## Your instructions
Your response should contain every record below, copied exactly.

[Stored items]
>>>>
//! # mapkv
//!
//! An embeddable, memory-mapped key-value store with:
//! - A hash index of independently resizing open-addressed tables
//! - An append-only data log, never rewritten in place
//! - One combined file, or a split pair of index and data files
//! - A memcached-style TCP front-end
//!
//! ## Architecture Overview
//!
//! ```text
//! ┌─────────────────────────────────────────────────────────────┐
//! │               TCP Server / CLI / embedding code             │
//! └─────────────────────┬───────────────────────────────────────┘
//!                       │
//! ┌─────────────────────▼───────────────────────────────────────┐
//! │                        Engine                               │
//! │          put / get / del / iterate / stat                   │
//! └─────────────────────┬───────────────────────────────────────┘
//!                       │
//!          ┌────────────┴────────────┐
//!          │                         │
//!          ▼                         ▼
//!   ┌─────────────┐          ┌─────────────┐
//!   │ Hash Index  │          │  Data Log   │
//!   │  (tables)   │─────────▶│  (append)   │
//!   └──────┬──────┘          └──────┬──────┘
//!          │                        │
//!          ▼                        ▼
//!   ┌─────────────────────────────────────┐
//!   │         Memory-mapped file(s)       │
//!   └─────────────────────────────────────┘
//! ```

// =============================================================================
// Module Declarations
// =============================================================================

pub mod config;
pub mod error;
pub mod hash;

pub mod engine;
pub mod iter;
pub mod network;
pub mod protocol;
pub mod storage;
pub mod transfer;

// =============================================================================
// Public API Re-exports
// =============================================================================

pub use config::{Options, ServerConfig};
pub use engine::{Engine, Stat};
pub use error::{KvError, Result};
pub use iter::{Cursor, Entries, EntryLen};

// =============================================================================
// Version Info
// =============================================================================

/// Current version of mapkv
pub const VERSION: &str = env!("CARGO_PKG_VERSION");
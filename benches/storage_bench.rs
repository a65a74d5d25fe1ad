//! Benchmarks for mapkv engine operations

use criterion::{black_box, criterion_group, criterion_main, BatchSize, Criterion, Throughput};
use mapkv::{Engine, Options};
use tempfile::TempDir;

const KEYS: u64 = 10_000;
const VALUE: [u8; 128] = [0x5a; 128];

fn key(i: u64) -> Vec<u8> {
    format!("{:016}", i).into_bytes()
}

fn open(dir: &TempDir, index: bool) -> Engine {
    let data = dir.path().join("bench.db");
    let index_path = dir.path().join("bench.idx");
    let options = Options::builder().tables(64).buckets(64).build();
    Engine::open(&data, index.then_some(index_path.as_path()), &options).unwrap()
}

fn populated(dir: &TempDir) -> Engine {
    let mut engine = open(dir, false);
    for i in 0..KEYS {
        engine.put(&key(i), &VALUE).unwrap();
    }
    engine
}

fn storage_benchmarks(c: &mut Criterion) {
    let mut group = c.benchmark_group("engine");
    group.throughput(Throughput::Elements(KEYS));

    for (name, split) in [("put_combined", false), ("put_split", true)] {
        group.bench_function(name, |b| {
            b.iter_batched(
                || {
                    let dir = TempDir::new().unwrap();
                    let engine = open(&dir, split);
                    (dir, engine)
                },
                |(_dir, mut engine)| {
                    for i in 0..KEYS {
                        engine.put(&key(i), &VALUE).unwrap();
                    }
                },
                BatchSize::PerIteration,
            )
        });
    }

    let dir = TempDir::new().unwrap();
    let engine = populated(&dir);
    let keys: Vec<Vec<u8>> = (0..KEYS).map(key).collect();
    let mut buf = [0u8; 128];

    group.bench_function("get_hit", |b| {
        b.iter(|| {
            for k in &keys {
                black_box(engine.get_into(k, &mut buf).unwrap());
            }
        })
    });

    group.bench_function("get_miss", |b| {
        b.iter(|| {
            for i in KEYS..KEYS * 2 {
                black_box(engine.get_into(&key(i), &mut buf).unwrap());
            }
        })
    });

    group.bench_function("iterate", |b| {
        b.iter(|| black_box(engine.entries().count()))
    });

    group.finish();
}

criterion_group!(benches, storage_benchmarks);
criterion_main!(benches);
//! Scenario lint - structural checks surfaced before a run.
//!
//! Validation never blocks the engine (the runner tolerates everything it
//! flags); it exists so a calling layer can show configuration problems
//! next to the timeline.

use serde::{Deserialize, Serialize};

use crate::scenario::{Scenario, StageKind, StageParams};

#[derive(Debug, Clone, Copy, PartialEq, Eq, Serialize, Deserialize)]
#[serde(rename_all = "lowercase")]
pub enum IssueLevel {
    Error,
    Warning,
}

#[derive(Debug, Clone, PartialEq, Serialize, Deserialize)]
pub struct ValidationIssue {
    pub level: IssueLevel,
    pub message: String,
}

impl ValidationIssue {
    fn error(message: impl Into<String>) -> Self {
        Self {
            level: IssueLevel::Error,
            message: message.into(),
        }
    }

    fn warning(message: impl Into<String>) -> Self {
        Self {
            level: IssueLevel::Warning,
            message: message.into(),
        }
    }
}

/// Checks a scenario for structural problems.
pub fn validate_scenario(scenario: &Scenario) -> Vec<ValidationIssue> {
    let mut issues = Vec::new();

    if scenario.timeline.is_empty() {
        issues.push(ValidationIssue::error("Scenario timeline is empty."));
        return issues;
    }

    for (index, stage) in scenario.timeline.iter().enumerate() {
        let position = index + 1;
        match &stage.params {
            StageParams::Unknown { kind, .. } => {
                if kind.is_empty() {
                    issues.push(ValidationIssue::error(format!(
                        "Stage {position} missing type."
                    )));
                } else {
                    issues.push(ValidationIssue::warning(format!(
                        "Stage {position} has unrecognized type {kind}; it will be skipped with a warning."
                    )));
                }
            }
            StageParams::Founding(params) => {
                if index > 0 {
                    issues.push(ValidationIssue::warning(format!(
                        "Stage {position} is a founding event after the timeline start; it will reset the cap table."
                    )));
                }
                if params.founders.is_empty() {
                    issues.push(ValidationIssue::warning(
                        "Founding stage missing founder allocation; defaults will be applied.",
                    ));
                }
            }
            _ => {}
        }
    }

    if scenario.timeline[0].kind() != StageKind::Founding {
        issues.push(ValidationIssue::warning(
            "Timeline does not start with a founding stage.",
        ));
    }

    issues
}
<<<<
## Your response
//! # mapkv
//!
//! An embeddable, memory-mapped key-value store with:
//! - A hash index of independently resizing open-addressed tables
//! - An append-only data log, never rewritten in place
//! - One combined file, or a split pair of index and data files
//! - A memcached-style TCP front-end
//!
//! ## Architecture Overview
//!
//! ```text
//! ┌─────────────────────────────────────────────────────────────┐
//! │               TCP Server / CLI / embedding code             │
//! └─────────────────────┬───────────────────────────────────────┘
//!                       │
//! ┌─────────────────────▼───────────────────────────────────────┐
//! │                        Engine                               │
//! │          put / get / del / iterate / stat                   │
//! └─────────────────────┬───────────────────────────────────────┘
//!                       │
//!          ┌────────────┴────────────┐
//!          │                         │
//!          ▼                         ▼
//!   ┌─────────────┐          ┌─────────────┐
//!   │ Hash Index  │          │  Data Log   │
//!   │  (tables)   │─────────▶│  (append)   │
//!   └──────┬──────┘          └──────┬──────┘
//!          │                        │
//!          ▼                        ▼
//!   ┌─────────────────────────────────────┐
//!   │         Memory-mapped file(s)       │
//!   └─────────────────────────────────────┘
//! ```

// =============================================================================
// Module Declarations
// =============================================================================

pub mod config;
pub mod error;
pub mod hash;

pub mod engine;
pub mod iter;
pub mod network;
pub mod protocol;
pub mod storage;
pub mod transfer;

// =============================================================================
// Public API Re-exports
// =============================================================================

pub use config::{Options, ServerConfig};
pub use engine::{Engine, Stat};
pub use error::{KvError, Result};
pub use iter::{Cursor, Entries, EntryLen};

// =============================================================================
// Version Info
// =============================================================================

/// Current version of mapkv
pub const VERSION: &str = env!("CARGO_PKG_VERSION");
filename benches/storage_bench.rs
repository a65a74d5d25fe1ad
//! Benchmarks for mapkv engine operations

use criterion::{black_box, criterion_group, criterion_main, BatchSize, Criterion, Throughput};
use mapkv::{Engine, Options};
use tempfile::TempDir;

const KEYS: u64 = 10_000;
const VALUE: [u8; 128] = [0x5a; 128];

fn key(i: u64) -> Vec<u8> {
    format!("{:016}", i).into_bytes()
}

fn open(dir: &TempDir, index: bool) -> Engine {
    let data = dir.path().join("bench.db");
    let index_path = dir.path().join("bench.idx");
    let options = Options::builder().tables(64).buckets(64).build();
    Engine::open(&data, index.then_some(index_path.as_path()), &options).unwrap()
}

fn populated(dir: &TempDir) -> Engine {
    let mut engine = open(dir, false);
    for i in 0..KEYS {
        engine.put(&key(i), &VALUE).unwrap();
    }
    engine
}

fn storage_benchmarks(c: &mut Criterion) {
    let mut group = c.benchmark_group("engine");
    group.throughput(Throughput::Elements(KEYS));

    for (name, split) in [("put_combined", false), ("put_split", true)] {
        group.bench_function(name, |b| {
            b.iter_batched(
                || {
                    let dir = TempDir::new().unwrap();
                    let engine = open(&dir, split);
                    (dir, engine)
                },
                |(_dir, mut engine)| {
                    for i in 0..KEYS {
                        engine.put(&key(i), &VALUE).unwrap();
                    }
                },
                BatchSize::PerIteration,
            )
        });
    }

    let dir = TempDir::new().unwrap();
    let engine = populated(&dir);
    let keys: Vec<Vec<u8>> = (0..KEYS).map(key).collect();
    let mut buf = [0u8; 128];

    group.bench_function("get_hit", |b| {
        b.iter(|| {
            for k in &keys {
                black_box(engine.get_into(k, &mut buf).unwrap());
            }
        })
    });

    group.bench_function("get_miss", |b| {
        b.iter(|| {
            for i in KEYS..KEYS * 2 {
                black_box(engine.get_into(&key(i), &mut buf).unwrap());
            }
        })
    });

    group.bench_function("iterate", |b| {
        b.iter(|| black_box(engine.entries().count()))
    });

    group.finish();
}

criterion_group!(benches, storage_benchmarks);
criterion_main!(benches);
//! Scenario lint - structural checks surfaced before a run.
//!
//! Validation never blocks the engine (the runner tolerates everything it
//! flags); it exists so a calling layer can show configuration problems
//! next to the timeline.

use serde::{Deserialize, Serialize};

use crate::scenario::{Scenario, StageKind, StageParams};

#[derive(Debug, Clone, Copy, PartialEq, Eq, Serialize, Deserialize)]
#[serde(rename_all = "lowercase")]
pub enum IssueLevel {
    Error,
    Warning,
}

#[derive(Debug, Clone, PartialEq, Serialize, Deserialize)]
pub struct ValidationIssue {
    pub level: IssueLevel,
    pub message: String,
}

impl ValidationIssue {
    fn error(message: impl Into<String>) -> Self {
        Self {
            level: IssueLevel::Error,
            message: message.into(),
        }
    }

    fn warning(message: impl Into<String>) -> Self {
        Self {
            level: IssueLevel::Warning,
            message: message.into(),
        }
    }
}

/// Checks a scenario for structural problems.
pub fn validate_scenario(scenario: &Scenario) -> Vec<ValidationIssue> {
    let mut issues = Vec::new();

    if scenario.timeline.is_empty() {
        issues.push(ValidationIssue::error("Scenario timeline is empty."));
        return issues;
    }

    for (index, stage) in scenario.timeline.iter().enumerate() {
        let position = index + 1;
        match &stage.params {
            StageParams::Unknown { kind, .. } => {
                if kind.is_empty() {
                    issues.push(ValidationIssue::error(format!(
                        "Stage {position} missing type."
                    )));
                } else {
                    issues.push(ValidationIssue::warning(format!(
                        "Stage {position} has unrecognized type {kind}; it will be skipped with a warning."
                    )));
                }
            }
            StageParams::Founding(params) => {
                if index > 0 {
                    issues.push(ValidationIssue::warning(format!(
                        "Stage {position} is a founding event after the timeline start; it will reset the cap table."
                    )));
                }
                if params.founders.is_empty() {
                    issues.push(ValidationIssue::warning(
                        "Founding stage missing founder allocation; defaults will be applied.",
                    ));
                }
            }
            _ => {}
        }
    }

    if scenario.timeline[0].kind() != StageKind::Founding {
        issues.push(ValidationIssue::warning(
            "Timeline does not start with a founding stage.",
        ));
    }

    issues
}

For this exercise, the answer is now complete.